In October 1917 Wilfred Owen wrote to his mother from Craiglockhart, "Here is a gas poem, done yesterday……..the famous Latin tag (from Horace, Odes) means of course it is sweet and meet to die for one's country. Sweet! and decorous!"
While the earliest surviving draft is dated 8th October 1917, a few months later, at Scarborough or Ripon, he revised it.
The title is ironic. The intention was not so much to induce pity as to shock, especially civilians at home who believed war was noble and glorious.
It comprises four unequal stanzas, the first two in sonnet form, the last two looser in structure.
Stanza 1 sets the scene. The soldiers are limping back from the Front, an appalling picture expressed through simile and metaphor. Such is the men's wretched condition that they can be compared to old beggars, hags (ugly old women). Yet they were young! Barely awake from lack of sleep, their once smart uniforms resembling sacks, they cannot walk straight as their blood-caked feet try to negotiate the mud. "Blood-shod" seems a dehumanising image- we think of horses shod not men. Physically and mentally they are crushed. Owen uses words that set up ripples of meaning beyond the literal and exploit ambiguity. "Distant rest" - what kind of rest? For some the permanent kind? "Coughing" finds an echo later in the poem, while gas shells dropping softly suggests a menace stealthy and devilish. Note how in line 8 the rhythm slackens as a particularly dramatic moment approaches.
In Stanza 2, the action focuses on one man who couldn't get his gas helmet on in time. Following the officer's command in line 9, "ecstasy" (of fumbling) seems a strange word until we realise that medically it means a morbid state of nerves in which the mind is occupied solely with one idea. Lines 12-14 consist of a powerful underwater metaphor, with succumbing to poison gas being compared to drowning. "Floundering" is what they're already doing (in the mud) but here it takes on more gruesome implications as Owen introduces himself into the action through witnessing his comrade dying in agony.
Stanza 3. The aftermath. From straight description Owen looks back from a new perspective in the light of a recurring nightmare. Those haunting flares in stanza 1 foreshadowed a more terrible haunting in which a friend, dying, "plunges at me" before "my helpless sight", an image Owen will not forget.
Another aspect again marks Stanza 4. Owen attacks those people at home who uphold the war's continuance unaware of its realities. If only they might experience Owen's own "smothering dreams" which replicate in small measure the victim's sufferings. Those sufferings Owen goes on to describe in sickening detail.

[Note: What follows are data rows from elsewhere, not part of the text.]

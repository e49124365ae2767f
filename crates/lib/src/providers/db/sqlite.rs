//! # Record Store Provider
//!
//! A provider for the portal's local SQLite database using Turso. It exposes
//! the record-store verbs the pipeline needs: recent-first listings for the
//! read-only sources (announcements, events, schedule notices), substring
//! search over the knowledge base, and atomic single-row insert/update/delete
//! for knowledge entries. The core never issues raw SQL outside this module.

use crate::{
    errors::ProviderError,
    providers::db::sql,
    types::{Announcement, Asker, Event, KnowledgeEntry, ScheduleNotice},
};
use chrono::{SecondsFormat, Utc};
use std::fmt::{self, Debug};
use tracing::debug;
use turso::{params, Connection, Database, Row};

/// The hard cap on knowledge search results, bounding downstream prompt cost.
pub const KNOWLEDGE_SEARCH_LIMIT: u32 = 30;

/// A provider for interacting with the portal's SQLite database.
///
/// Holds a `Database` instance, which manages a connection pool. Cloning
/// shares the same underlying database, so concurrent requests observe a
/// single store.
#[derive(Clone)]
pub struct SqliteProvider {
    pub db: Database,
}

impl SqliteProvider {
    /// Creates a new `SqliteProvider` from a file path, or an isolated
    /// in-memory database when `db_path` is ":memory:".
    pub async fn new(db_path: &str) -> Result<Self, ProviderError> {
        let db = turso::Builder::new_local(db_path)
            .build()
            .await
            .map_err(|e| ProviderError::StorageConnection(e.to_string()))?;

        // WAL improves concurrency for file-based databases and is a no-op in
        // memory. PRAGMA returns a row, so `query` is required here.
        let conn = db
            .connect()
            .map_err(|e| ProviderError::StorageConnection(e.to_string()))?;
        conn.query("PRAGMA journal_mode=WAL;", ())
            .await
            .map_err(|e| ProviderError::StorageConnection(e.to_string()))?;

        Ok(Self { db })
    }

    /// Ensures all required tables exist. Idempotent, safe on every startup.
    pub async fn initialize_schema(&self) -> Result<(), ProviderError> {
        let conn = self.connect()?;
        for statement in sql::ALL_TABLE_CREATION_SQL {
            conn.execute(statement, ()).await?;
        }
        Ok(())
    }

    /// A helper for tests to pre-populate data with multiple SQL statements.
    pub async fn initialize_with_data(&self, init_sql: &str) -> Result<(), ProviderError> {
        let conn = self.connect()?;
        for statement in init_sql.split(';').filter(|s| !s.trim().is_empty()) {
            conn.execute(statement, ()).await?;
        }
        Ok(())
    }

    fn connect(&self) -> Result<Connection, ProviderError> {
        self.db
            .connect()
            .map_err(|e| ProviderError::StorageConnection(e.to_string()))
    }

    // --- Read-only sources ---

    /// Lists the most recent announcements, newest first.
    pub async fn list_recent_announcements(
        &self,
        limit: u32,
    ) -> Result<Vec<Announcement>, ProviderError> {
        let conn = self.connect()?;
        let mut rows = conn
            .query(
                &format!(
                    "SELECT id, title, content, created_at FROM announcements
                     ORDER BY created_at DESC, id DESC LIMIT {limit}"
                ),
                (),
            )
            .await?;
        let mut out = Vec::new();
        while let Some(row) = rows.next().await? {
            out.push(Announcement {
                id: row.get(0)?,
                title: row.get(1)?,
                content: row.get(2)?,
                created_at: row.get(3)?,
            });
        }
        Ok(out)
    }

    /// Lists the most recent calendar events, newest first.
    pub async fn list_recent_events(&self, limit: u32) -> Result<Vec<Event>, ProviderError> {
        let conn = self.connect()?;
        let mut rows = conn
            .query(
                &format!(
                    "SELECT id, title, description, event_date FROM events
                     ORDER BY event_date DESC, id DESC LIMIT {limit}"
                ),
                (),
            )
            .await?;
        let mut out = Vec::new();
        while let Some(row) = rows.next().await? {
            out.push(Event {
                id: row.get(0)?,
                title: row.get(1)?,
                description: row.get(2)?,
                event_date: row.get(3)?,
            });
        }
        Ok(out)
    }

    /// Lists the most recent schedule notices, newest first.
    pub async fn list_recent_schedules(
        &self,
        limit: u32,
    ) -> Result<Vec<ScheduleNotice>, ProviderError> {
        let conn = self.connect()?;
        let mut rows = conn
            .query(
                &format!(
                    "SELECT id, title, type, description, date FROM schedules
                     ORDER BY date DESC, id DESC LIMIT {limit}"
                ),
                (),
            )
            .await?;
        let mut out = Vec::new();
        while let Some(row) = rows.next().await? {
            out.push(ScheduleNotice {
                id: row.get(0)?,
                title: row.get(1)?,
                schedule_type: row.get(2)?,
                description: row.get(3)?,
                date: row.get(4)?,
            });
        }
        Ok(out)
    }

    /// Resolves a session user id to an asker identity.
    pub async fn get_asker(&self, user_id: i64) -> Result<Option<Asker>, ProviderError> {
        let conn = self.connect()?;
        let mut rows = conn
            .query(
                "SELECT id, first_name, last_name, class_code FROM users WHERE id = ?",
                params![user_id],
            )
            .await?;
        match rows.next().await? {
            Some(row) => Ok(Some(Asker {
                id: row.get(0)?,
                first_name: row.get(1)?,
                last_name: row.get(2)?,
                class_code: row.get(3)?,
            })),
            None => Ok(None),
        }
    }

    // --- Knowledge base ---

    /// Substring search over question, answer, and keywords, case-insensitive,
    /// most-recently-updated first, capped at [`KNOWLEDGE_SEARCH_LIMIT`].
    ///
    /// An empty query returns the most recently updated entries up to the cap;
    /// context assembly relies on that.
    pub async fn search_knowledge(
        &self,
        query: &str,
    ) -> Result<Vec<KnowledgeEntry>, ProviderError> {
        debug!(query = %query, "--> Searching knowledge base");
        let conn = self.connect()?;
        let pattern = format!("%{}%", query.to_lowercase());
        let mut stmt = conn
            .prepare(&sql::search_knowledge(KNOWLEDGE_SEARCH_LIMIT))
            .await?;
        let mut rows = stmt.query(params![pattern]).await?;
        let mut out = Vec::new();
        while let Some(row) = rows.next().await? {
            out.push(knowledge_entry_from_row(&row)?);
        }
        Ok(out)
    }

    /// Lists every knowledge entry, most recently updated first.
    pub async fn list_all_knowledge(&self) -> Result<Vec<KnowledgeEntry>, ProviderError> {
        let conn = self.connect()?;
        let mut rows = conn
            .query(
                "SELECT id, question, answer, keywords, category, created_at, updated_at
                 FROM ai_knowledge ORDER BY updated_at DESC, id DESC",
                (),
            )
            .await?;
        let mut out = Vec::new();
        while let Some(row) = rows.next().await? {
            out.push(knowledge_entry_from_row(&row)?);
        }
        Ok(out)
    }

    /// Inserts a knowledge entry as a single atomic row and returns it.
    pub async fn insert_knowledge(
        &self,
        question: &str,
        answer: &str,
        keywords: &str,
        category: &str,
    ) -> Result<KnowledgeEntry, ProviderError> {
        let conn = self.connect()?;
        let now = Utc::now().to_rfc3339_opts(SecondsFormat::Micros, true);
        conn.execute(
            "INSERT INTO ai_knowledge (question, answer, keywords, category, created_at, updated_at)
             VALUES (?, ?, ?, ?, ?, ?)",
            params![question, answer, keywords, category, now.clone(), now.clone()],
        )
        .await?;

        let mut rows = conn.query("SELECT last_insert_rowid()", ()).await?;
        let id: i64 = match rows.next().await? {
            Some(row) => row.get(0)?,
            None => {
                return Err(ProviderError::StorageOperationFailed(
                    "insert did not yield a row id".to_string(),
                ))
            }
        };

        Ok(KnowledgeEntry {
            id,
            question: question.to_string(),
            answer: answer.to_string(),
            keywords: keywords.to_string(),
            category: category.to_string(),
            created_at: now.clone(),
            updated_at: now,
        })
    }

    /// Updates a knowledge entry in place, refreshing `updated_at`.
    pub async fn update_knowledge(
        &self,
        id: i64,
        question: &str,
        answer: &str,
        keywords: &str,
        category: &str,
    ) -> Result<(), ProviderError> {
        let conn = self.connect()?;
        let now = Utc::now().to_rfc3339_opts(SecondsFormat::Micros, true);
        conn.execute(
            "UPDATE ai_knowledge
             SET question = ?, answer = ?, keywords = ?, category = ?, updated_at = ?
             WHERE id = ?",
            params![question, answer, keywords, category, now, id],
        )
        .await?;
        Ok(())
    }

    /// Deletes a knowledge entry by id.
    pub async fn delete_knowledge(&self, id: i64) -> Result<(), ProviderError> {
        let conn = self.connect()?;
        conn.execute("DELETE FROM ai_knowledge WHERE id = ?", params![id])
            .await?;
        Ok(())
    }
}

fn knowledge_entry_from_row(row: &Row) -> Result<KnowledgeEntry, ProviderError> {
    Ok(KnowledgeEntry {
        id: row.get(0)?,
        question: row.get(1)?,
        answer: row.get(2)?,
        keywords: row.get(3)?,
        category: row.get(4)?,
        created_at: row.get(5)?,
        updated_at: row.get(6)?,
    })
}

impl Debug for SqliteProvider {
    fn fmt(&self, f: &mut fmt::Formatter<'_>) -> fmt::Result {
        f.debug_struct("SqliteProvider").finish_non_exhaustive()
    }
}

impl AsRef<Database> for SqliteProvider {
    fn as_ref(&self) -> &Database {
        &self.db
    }
}
//! # Common Test Utilities
//!
//! A full application harness that spawns the real server on a random port
//! with a temporary SQLite database and a mock chat-completion endpoint.

#![allow(dead_code)]

use anyhow::Result;
use httpmock::MockServer;
use reqwest::Client;
use schoolchat::providers::{ai::groq::GroqProvider, db::SqliteProvider};
use schoolchat_server::{config::Config, router::create_router, state::AppState};
use std::{net::SocketAddr, sync::Arc};
use tempfile::NamedTempFile;
use tokio::{net::TcpListener, task::JoinHandle};

/// A harness for end-to-end testing of the Axum server.
///
/// The chat-completion provider is pointed at an `httpmock::MockServer`, so
/// each test scripts the upstream LLM behavior it needs.
pub struct TestApp {
    pub address: String,
    pub client: Client,
    pub mock_server: MockServer,
    pub store: Arc<SqliteProvider>,
    _db_file: NamedTempFile,
    _server_handle: JoinHandle<()>,
    shutdown_tx: Option<tokio::sync::oneshot::Sender<()>>,
}

impl TestApp {
    /// Spawns the application server and returns a `TestApp` instance.
    pub async fn spawn() -> Result<Self> {
        // `try_init` is used to prevent panic if the logger is already initialized.
        let _ = tracing_subscriber::fmt()
            .with_env_filter(tracing_subscriber::EnvFilter::from_default_env())
            .compact()
            .try_init();

        let mock_server = MockServer::start();
        let db_file = NamedTempFile::new()?;
        let db_path = db_file
            .path()
            .to_str()
            .ok_or_else(|| anyhow::anyhow!("temp db path is not valid UTF-8"))?
            .to_string();

        let config = Config {
            port: 0,
            db_url: db_path.clone(),
            groq_api_key: Some("test-key".to_string()),
            groq_api_url: mock_server.url("/v1/chat/completions"),
            groq_model: "test-model".to_string(),
        };

        let store = Arc::new(SqliteProvider::new(&db_path).await?);
        store.initialize_schema().await?;

        let ai_provider = GroqProvider::new(
            config.groq_api_url.clone(),
            "test-key".to_string(),
            config.groq_model.clone(),
        )?;

        let app_state = AppState {
            config: Arc::new(config),
            store: store.clone(),
            ai_provider: Some(Arc::new(ai_provider)),
        };

        let listener = TcpListener::bind("127.0.0.1:0").await?;
        let addr: SocketAddr = listener.local_addr()?;
        let address = format!("http://{addr}");

        let (shutdown_tx, shutdown_rx) = tokio::sync::oneshot::channel();
        let server_handle = tokio::spawn(async move {
            let app = create_router(app_state);
            let server = axum::serve(listener, app).with_graceful_shutdown(async {
                shutdown_rx.await.ok();
            });
            if let Err(e) = server.await {
                tracing::error!("[TestApp] Server error: {}", e);
            }
        });

        // Give the server a moment to start up.
        tokio::time::sleep(tokio::time::Duration::from_millis(100)).await;

        Ok(Self {
            address,
            client: Client::new(),
            mock_server,
            store,
            _db_file: db_file,
            _server_handle: server_handle,
            shutdown_tx: Some(shutdown_tx),
        })
    }
}

impl Drop for TestApp {
    fn drop(&mut self) {
        if let Some(tx) = self.shutdown_tx.take() {
            // The receiver might already be gone if the server task panicked.
            let _ = tx.send(());
        }
    }
}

The "you" whom he addresses in line 17 can imply people in general but also perhaps, one person in particular, the "my friend" identified as Jessie Pope, children's fiction writer and versifier whose patriotic poems epitomised the glorification of war that Owen so despised. Imagine, he says, the urgency, the panic that causes a dying man to be "flung" into a wagon, the "writhing" that denotes an especially virulent kind of pain. Hell seems close at hand with the curious simile "like a devil's sick of sin". Sick in what sense? Physically? Satiated? Then that "jolt". No gentle stretcher-bearing here but agony intensified. Owen's imagery is enough to sear the heart and mind.
There are echoes everywhere in Owen and with "bitter as the cud", we are back with "those who die as cattle". (ANTHEM FOR DOOMED YOUTH). "Innocent" tongues? Indeed, though some tongues were anything but innocent in Owen's opinion. Jessie Pope for one perhaps, his appeal to whom as "my friend" is doubtless ironic, and whose adopted creed, the sweetness and meetness of dying for one's country he denounces as a lie which children should never be exposed to.
A poem seemingly written at white heat. Harsh, effective in the extreme, yet maybe too negative to rank among Owen's finest achievements: those poems in which he transcends the scorn and the protest and finds the pity.